▶ EXERCISE DESCRIPTION: Retype the entries word for word, leaving nothing out.

(Dataset records)
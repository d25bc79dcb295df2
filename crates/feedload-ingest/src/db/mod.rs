//! Database access: dialect capabilities and a thin SQL execution seam.
//!
//! All ingest SQL flows through [`SqlExecutor`], which hides the
//! backend behind two async calls. Errors are classified into the
//! three-way [`DbError`] severity so callers can decide what aborts an
//! ingest and what merely gets logged.

pub mod dialect;

use std::sync::Arc;

use async_trait::async_trait;
use feedload_common::{DbError, FeedloadError, Result};
use sqlx::mysql::MySqlPoolOptions;
use sqlx::postgres::PgPoolOptions;
use sqlx::{MySqlPool, PgPool, Row as _};
use tracing::{debug, warn};

pub use dialect::Dialect;

use crate::config::IngestConfig;

/// Executes ingest SQL against one backend.
///
/// Statements carry pre-escaped literals, so implementations run them
/// verbatim. Each call may use any pooled session; the ingest pipeline
/// never relies on session state.
#[async_trait]
pub trait SqlExecutor: Send + Sync {
    /// Run a statement, returning the affected row count.
    async fn execute(&self, sql: &str) -> std::result::Result<u64, DbError>;

    /// Run a single-value query and return its first column as i64.
    async fn fetch_i64(&self, sql: &str) -> std::result::Result<i64, DbError>;
}

/// Map a driver error to the three-way ingest severity.
///
/// Key violations (SQLSTATE 23505 / 23000, MySQL errno 1062) are
/// expected during skip-conflict loads and stay non-fatal. Everything
/// else aborts the operation that raised it.
fn classify(err: sqlx::Error) -> DbError {
    if let sqlx::Error::Database(db_err) = &err {
        let code = db_err.code().map(|c| c.into_owned()).unwrap_or_default();
        if code == "23505" || code == "23000" || code == "1062" {
            return DbError::IntegrityViolation(db_err.to_string());
        }
    }
    DbError::Fatal(err.to_string())
}

/// [`SqlExecutor`] backed by a PostgreSQL connection pool.
pub struct PgExecutor {
    pool: PgPool,
}

#[async_trait]
impl SqlExecutor for PgExecutor {
    async fn execute(&self, sql: &str) -> std::result::Result<u64, DbError> {
        sqlx::query(sql)
            .execute(&self.pool)
            .await
            .map(|r| r.rows_affected())
            .map_err(classify)
    }

    async fn fetch_i64(&self, sql: &str) -> std::result::Result<i64, DbError> {
        let row = sqlx::query(sql)
            .fetch_one(&self.pool)
            .await
            .map_err(classify)?;
        row.try_get::<i64, _>(0)
            .map_err(|e| DbError::Fatal(e.to_string()))
    }
}

/// [`SqlExecutor`] backed by a MySQL connection pool.
pub struct MySqlExecutor {
    pool: MySqlPool,
}

#[async_trait]
impl SqlExecutor for MySqlExecutor {
    async fn execute(&self, sql: &str) -> std::result::Result<u64, DbError> {
        sqlx::query(sql)
            .execute(&self.pool)
            .await
            .map(|r| r.rows_affected())
            .map_err(classify)
    }

    async fn fetch_i64(&self, sql: &str) -> std::result::Result<i64, DbError> {
        let row = sqlx::query(sql)
            .fetch_one(&self.pool)
            .await
            .map_err(classify)?;
        row.try_get::<i64, _>(0)
            .map_err(|e| DbError::Fatal(e.to_string()))
    }
}

/// Connect to the configured backend and return an executor for it.
///
/// The pool is sized to the configured session count. For PostgreSQL,
/// if the table prefix names a schema (it contains a dot), the
/// session search path is pointed at that schema so unqualified table
/// names resolve there.
pub async fn connect(config: &IngestConfig) -> Result<Arc<dyn SqlExecutor>> {
    match config.dialect {
        Dialect::Postgresql => {
            let url = format!(
                "postgres://{}:{}@{}/{}",
                config.db_user, config.db_password, config.db_host, config.db_name
            );
            let schema = config.schema_name();
            let mut options = PgPoolOptions::new().max_connections(config.connections);
            if let Some(schema) = schema {
                let set_path = format!("SET search_path TO {}", schema);
                options = options.after_connect(move |conn, _meta| {
                    let set_path = set_path.clone();
                    Box::pin(async move {
                        sqlx::Executor::execute(conn, set_path.as_str()).await?;
                        Ok(())
                    })
                });
            }
            let pool = options
                .connect(&url)
                .await
                .map_err(|e| FeedloadError::Db(DbError::Fatal(e.to_string())))?;
            debug!(host = %config.db_host, db = %config.db_name, "Connected to PostgreSQL");
            Ok(Arc::new(PgExecutor { pool }))
        }
        Dialect::Mysql => {
            let url = format!(
                "mysql://{}:{}@{}/{}",
                config.db_user, config.db_password, config.db_host, config.db_name
            );
            let pool = MySqlPoolOptions::new()
                .max_connections(config.connections)
                .connect(&url)
                .await
                .map_err(|e| FeedloadError::Db(DbError::Fatal(e.to_string())))?;
            debug!(host = %config.db_host, db = %config.db_name, "Connected to MySQL");
            Ok(Arc::new(MySqlExecutor { pool }))
        }
    }
}

/// Strip a leading schema qualifier for catalog comparisons; the
/// information_schema views match on the bare table name.
fn bare_table_name(table: &str) -> &str {
    table.rsplit('.').next().unwrap_or(table)
}

/// Whether `table` exists in the connected database.
pub async fn table_exists(
    db: &dyn SqlExecutor,
    dialect: Dialect,
    database: &str,
    table: &str,
) -> Result<bool> {
    let count = db
        .fetch_i64(&dialect.table_exists_sql(database, bare_table_name(table)))
        .await?;
    Ok(count > 0)
}

/// Number of columns of `table` per the catalog.
pub async fn column_count(
    db: &dyn SqlExecutor,
    dialect: Dialect,
    database: &str,
    table: &str,
) -> Result<u64> {
    let count = db
        .fetch_i64(&dialect.column_count_sql(database, bare_table_name(table)))
        .await?;
    Ok(count.max(0) as u64)
}

/// Run a statement, downgrading warning-grade failures to a log line.
/// Fatal errors still propagate.
pub async fn execute_ignore_warnings(db: &dyn SqlExecutor, sql: &str) -> Result<u64> {
    match db.execute(sql).await {
        Ok(affected) => Ok(affected),
        Err(DbError::Warning(msg)) => {
            warn!(%msg, "Ignoring warning from statement");
            Ok(0)
        }
        Err(err) => Err(err.into()),
    }
}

▶ COMPLETED TASK:
repository d25bc79dcb295df2
filename crates/feedload-ingest/src/db/mod.rs
//! Database access: dialect capabilities and a thin SQL execution seam.
//!
//! All ingest SQL flows through [`SqlExecutor`], which hides the
//! backend behind two async calls. Errors are classified into the
//! three-way [`DbError`] severity so callers can decide what aborts an
//! ingest and what merely gets logged.

pub mod dialect;

use std::sync::Arc;

use async_trait::async_trait;
use feedload_common::{DbError, FeedloadError, Result};
use sqlx::mysql::MySqlPoolOptions;
use sqlx::postgres::PgPoolOptions;
use sqlx::{MySqlPool, PgPool, Row as _};
use tracing::{debug, warn};

pub use dialect::Dialect;

use crate::config::IngestConfig;

/// Executes ingest SQL against one backend.
///
/// Statements carry pre-escaped literals, so implementations run them
/// verbatim. Each call may use any pooled session; the ingest pipeline
/// never relies on session state.
#[async_trait]
pub trait SqlExecutor: Send + Sync {
    /// Run a statement, returning the affected row count.
    async fn execute(&self, sql: &str) -> std::result::Result<u64, DbError>;

    /// Run a single-value query and return its first column as i64.
    async fn fetch_i64(&self, sql: &str) -> std::result::Result<i64, DbError>;
}

/// Map a driver error to the three-way ingest severity.
///
/// Key violations (SQLSTATE 23505 / 23000, MySQL errno 1062) are
/// expected during skip-conflict loads and stay non-fatal. Everything
/// else aborts the operation that raised it.
fn classify(err: sqlx::Error) -> DbError {
    if let sqlx::Error::Database(db_err) = &err {
        let code = db_err.code().map(|c| c.into_owned()).unwrap_or_default();
        if code == "23505" || code == "23000" || code == "1062" {
            return DbError::IntegrityViolation(db_err.to_string());
        }
    }
    DbError::Fatal(err.to_string())
}

/// [`SqlExecutor`] backed by a PostgreSQL connection pool.
pub struct PgExecutor {
    pool: PgPool,
}

#[async_trait]
impl SqlExecutor for PgExecutor {
    async fn execute(&self, sql: &str) -> std::result::Result<u64, DbError> {
        sqlx::query(sql)
            .execute(&self.pool)
            .await
            .map(|r| r.rows_affected())
            .map_err(classify)
    }

    async fn fetch_i64(&self, sql: &str) -> std::result::Result<i64, DbError> {
        let row = sqlx::query(sql)
            .fetch_one(&self.pool)
            .await
            .map_err(classify)?;
        row.try_get::<i64, _>(0)
            .map_err(|e| DbError::Fatal(e.to_string()))
    }
}

/// [`SqlExecutor`] backed by a MySQL connection pool.
pub struct MySqlExecutor {
    pool: MySqlPool,
}

#[async_trait]
impl SqlExecutor for MySqlExecutor {
    async fn execute(&self, sql: &str) -> std::result::Result<u64, DbError> {
        sqlx::query(sql)
            .execute(&self.pool)
            .await
            .map(|r| r.rows_affected())
            .map_err(classify)
    }

    async fn fetch_i64(&self, sql: &str) -> std::result::Result<i64, DbError> {
        let row = sqlx::query(sql)
            .fetch_one(&self.pool)
            .await
            .map_err(classify)?;
        row.try_get::<i64, _>(0)
            .map_err(|e| DbError::Fatal(e.to_string()))
    }
}

/// Connect to the configured backend and return an executor for it.
///
/// The pool is sized to the configured session count. For PostgreSQL,
/// if the table prefix names a schema (it contains a dot), the
/// session search path is pointed at that schema so unqualified table
/// names resolve there.
pub async fn connect(config: &IngestConfig) -> Result<Arc<dyn SqlExecutor>> {
    match config.dialect {
        Dialect::Postgresql => {
            let url = format!(
                "postgres://{}:{}@{}/{}",
                config.db_user, config.db_password, config.db_host, config.db_name
            );
            let schema = config.schema_name();
            let mut options = PgPoolOptions::new().max_connections(config.connections);
            if let Some(schema) = schema {
                let set_path = format!("SET search_path TO {}", schema);
                options = options.after_connect(move |conn, _meta| {
                    let set_path = set_path.clone();
                    Box::pin(async move {
                        sqlx::Executor::execute(conn, set_path.as_str()).await?;
                        Ok(())
                    })
                });
            }
            let pool = options
                .connect(&url)
                .await
                .map_err(|e| FeedloadError::Db(DbError::Fatal(e.to_string())))?;
            debug!(host = %config.db_host, db = %config.db_name, "Connected to PostgreSQL");
            Ok(Arc::new(PgExecutor { pool }))
        }
        Dialect::Mysql => {
            let url = format!(
                "mysql://{}:{}@{}/{}",
                config.db_user, config.db_password, config.db_host, config.db_name
            );
            let pool = MySqlPoolOptions::new()
                .max_connections(config.connections)
                .connect(&url)
                .await
                .map_err(|e| FeedloadError::Db(DbError::Fatal(e.to_string())))?;
            debug!(host = %config.db_host, db = %config.db_name, "Connected to MySQL");
            Ok(Arc::new(MySqlExecutor { pool }))
        }
    }
}

/// Strip a leading schema qualifier for catalog comparisons; the
/// information_schema views match on the bare table name.
fn bare_table_name(table: &str) -> &str {
    table.rsplit('.').next().unwrap_or(table)
}

/// Whether `table` exists in the connected database.
pub async fn table_exists(
    db: &dyn SqlExecutor,
    dialect: Dialect,
    database: &str,
    table: &str,
) -> Result<bool> {
    let count = db
        .fetch_i64(&dialect.table_exists_sql(database, bare_table_name(table)))
        .await?;
    Ok(count > 0)
}

/// Number of columns of `table` per the catalog.
pub async fn column_count(
    db: &dyn SqlExecutor,
    dialect: Dialect,
    database: &str,
    table: &str,
) -> Result<u64> {
    let count = db
        .fetch_i64(&dialect.column_count_sql(database, bare_table_name(table)))
        .await?;
    Ok(count.max(0) as u64)
}

/// Run a statement, downgrading warning-grade failures to a log line.
/// Fatal errors still propagate.
pub async fn execute_ignore_warnings(db: &dyn SqlExecutor, sql: &str) -> Result<u64> {
    match db.execute(sql).await {
        Ok(affected) => Ok(affected),
        Err(DbError::Warning(msg)) => {
            warn!(%msg, "Ignoring warning from statement");
            Ok(0)
        }
        Err(err) => Err(err.into()),
    }
}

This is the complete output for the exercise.